Exercise brief
The entries are to be output once more, word for word.

Dataset entries:
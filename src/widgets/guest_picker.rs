use crate::data::GuestField;

/// Focus state for the adults/children/rooms counter rows
///
/// The counts themselves live in the search store; this only tracks which
/// row the +/- keys apply to.
#[derive(Debug, Clone, Copy, PartialEq, Eq)]
pub struct GuestPickerState {
    focused: usize,
}

impl Default for GuestPickerState {
    fn default() -> Self {
        Self::new()
    }
}

impl GuestPickerState {
    pub fn new() -> Self {
        Self { focused: 0 }
    }

    pub fn focused(&self) -> GuestField {
        GuestField::ALL[self.focused]
    }

    pub fn focus_next(&mut self) {
        self.focused = (self.focused + 1) % GuestField::ALL.len();
    }

    pub fn focus_previous(&mut self) {
        self.focused = (self.focused + GuestField::ALL.len() - 1) % GuestField::ALL.len();
    }
}
//! Shared action vocabulary for the search screen.
//!
//! Translates raw `KeyEvent`s into semantic `UiAction`s based on which panel
//! has focus, so the core never matches on key codes itself.

use crate::data::Panel;
use crossterm::event::{KeyCode, KeyEvent, KeyModifiers};

/// All possible screen actions
#[derive(Debug, Clone, Copy, PartialEq, Eq)]
pub enum UiAction {
    Quit,

    // Panel focus
    FocusNext,
    FocusPrevious,

    // Navigation within a panel
    NavigateUp,
    NavigateDown,
    Decrease, // Left / '-'
    Increase, // Right / '+'

    // Selection/Confirmation
    Select, // Enter
    Cancel, // Esc

    // Booking
    AddRoom,        // 'a'
    RemoveRoom,     // 'd' / Delete
    ConfirmBooking, // 'c'
    ClearBooking,   // 'x'
    CopySummary,    // 'y'

    ToggleTips,  // 't'
    ResetSearch, // 'r'

    /// Key goes to the destination text field
    TextInput,

    // No action (key not bound or not applicable in this panel)
    None,
}

/// Route a key event to a UiAction based on the focused panel
pub fn route_input(key: KeyEvent, panel: Panel) -> UiAction {
    if key.modifiers.contains(KeyModifiers::CONTROL) {
        return match key.code {
            KeyCode::Char('c') | KeyCode::Char('q') => UiAction::Quit,
            KeyCode::Char('t') => UiAction::ToggleTips,
            _ if panel.takes_text() => UiAction::TextInput,
            _ => UiAction::None,
        };
    }

    match key.code {
        KeyCode::Tab => return UiAction::FocusNext,
        KeyCode::BackTab => return UiAction::FocusPrevious,
        KeyCode::Esc => return UiAction::Cancel,
        KeyCode::Enter => return UiAction::Select,
        KeyCode::Up => return UiAction::NavigateUp,
        KeyCode::Down => return UiAction::NavigateDown,
        _ => {}
    }

    if panel.takes_text() {
        return UiAction::TextInput;
    }

    match key.code {
        KeyCode::Left | KeyCode::Char('-') => UiAction::Decrease,
        KeyCode::Right | KeyCode::Char('+') | KeyCode::Char('=') => UiAction::Increase,
        KeyCode::Char(' ') if panel == Panel::Offers => UiAction::AddRoom,
        KeyCode::Char('a') => UiAction::AddRoom,
        KeyCode::Char('d') | KeyCode::Delete | KeyCode::Backspace => UiAction::RemoveRoom,
        KeyCode::Char('c') => UiAction::ConfirmBooking,
        KeyCode::Char('x') => UiAction::ClearBooking,
        KeyCode::Char('y') => UiAction::CopySummary,
        KeyCode::Char('t') => UiAction::ToggleTips,
        KeyCode::Char('r') => UiAction::ResetSearch,
        KeyCode::Char('q') => UiAction::Quit,
        _ => UiAction::None,
    }
}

Written answer
filename src/widgets/guest_picker.rs
use crate::data::GuestField;

/// Focus state for the adults/children/rooms counter rows
///
/// The counts themselves live in the search store; this only tracks which
/// row the +/- keys apply to.
#[derive(Debug, Clone, Copy, PartialEq, Eq)]
pub struct GuestPickerState {
    focused: usize,
}

impl Default for GuestPickerState {
    fn default() -> Self {
        Self::new()
    }
}

impl GuestPickerState {
    pub fn new() -> Self {
        Self { focused: 0 }
    }

    pub fn focused(&self) -> GuestField {
        GuestField::ALL[self.focused]
    }

    pub fn focus_next(&mut self) {
        self.focused = (self.focused + 1) % GuestField::ALL.len();
    }

    pub fn focus_previous(&mut self) {
        self.focused = (self.focused + GuestField::ALL.len() - 1) % GuestField::ALL.len();
    }
}
//! Shared action vocabulary for the search screen.
//!
//! Translates raw `KeyEvent`s into semantic `UiAction`s based on which panel
//! has focus, so the core never matches on key codes itself.

use crate::data::Panel;
use crossterm::event::{KeyCode, KeyEvent, KeyModifiers};

/// All possible screen actions
#[derive(Debug, Clone, Copy, PartialEq, Eq)]
pub enum UiAction {
    Quit,

    // Panel focus
    FocusNext,
    FocusPrevious,

    // Navigation within a panel
    NavigateUp,
    NavigateDown,
    Decrease, // Left / '-'
    Increase, // Right / '+'

    // Selection/Confirmation
    Select, // Enter
    Cancel, // Esc

    // Booking
    AddRoom,        // 'a'
    RemoveRoom,     // 'd' / Delete
    ConfirmBooking, // 'c'
    ClearBooking,   // 'x'
    CopySummary,    // 'y'

    ToggleTips,  // 't'
    ResetSearch, // 'r'

    /// Key goes to the destination text field
    TextInput,

    // No action (key not bound or not applicable in this panel)
    None,
}

/// Route a key event to a UiAction based on the focused panel
pub fn route_input(key: KeyEvent, panel: Panel) -> UiAction {
    if key.modifiers.contains(KeyModifiers::CONTROL) {
        return match key.code {
            KeyCode::Char('c') | KeyCode::Char('q') => UiAction::Quit,
            KeyCode::Char('t') => UiAction::ToggleTips,
            _ if panel.takes_text() => UiAction::TextInput,
            _ => UiAction::None,
        };
    }

    match key.code {
        KeyCode::Tab => return UiAction::FocusNext,
        KeyCode::BackTab => return UiAction::FocusPrevious,
        KeyCode::Esc => return UiAction::Cancel,
        KeyCode::Enter => return UiAction::Select,
        KeyCode::Up => return UiAction::NavigateUp,
        KeyCode::Down => return UiAction::NavigateDown,
        _ => {}
    }

    if panel.takes_text() {
        return UiAction::TextInput;
    }

    match key.code {
        KeyCode::Left | KeyCode::Char('-') => UiAction::Decrease,
        KeyCode::Right | KeyCode::Char('+') | KeyCode::Char('=') => UiAction::Increase,
        KeyCode::Char(' ') if panel == Panel::Offers => UiAction::AddRoom,
        KeyCode::Char('a') => UiAction::AddRoom,
        KeyCode::Char('d') | KeyCode::Delete | KeyCode::Backspace => UiAction::RemoveRoom,
        KeyCode::Char('c') => UiAction::ConfirmBooking,
        KeyCode::Char('x') => UiAction::ClearBooking,
        KeyCode::Char('y') => UiAction::CopySummary,
        KeyCode::Char('t') => UiAction::ToggleTips,
        KeyCode::Char('r') => UiAction::ResetSearch,
        KeyCode::Char('q') => UiAction::Quit,
        _ => UiAction::None,
    }
}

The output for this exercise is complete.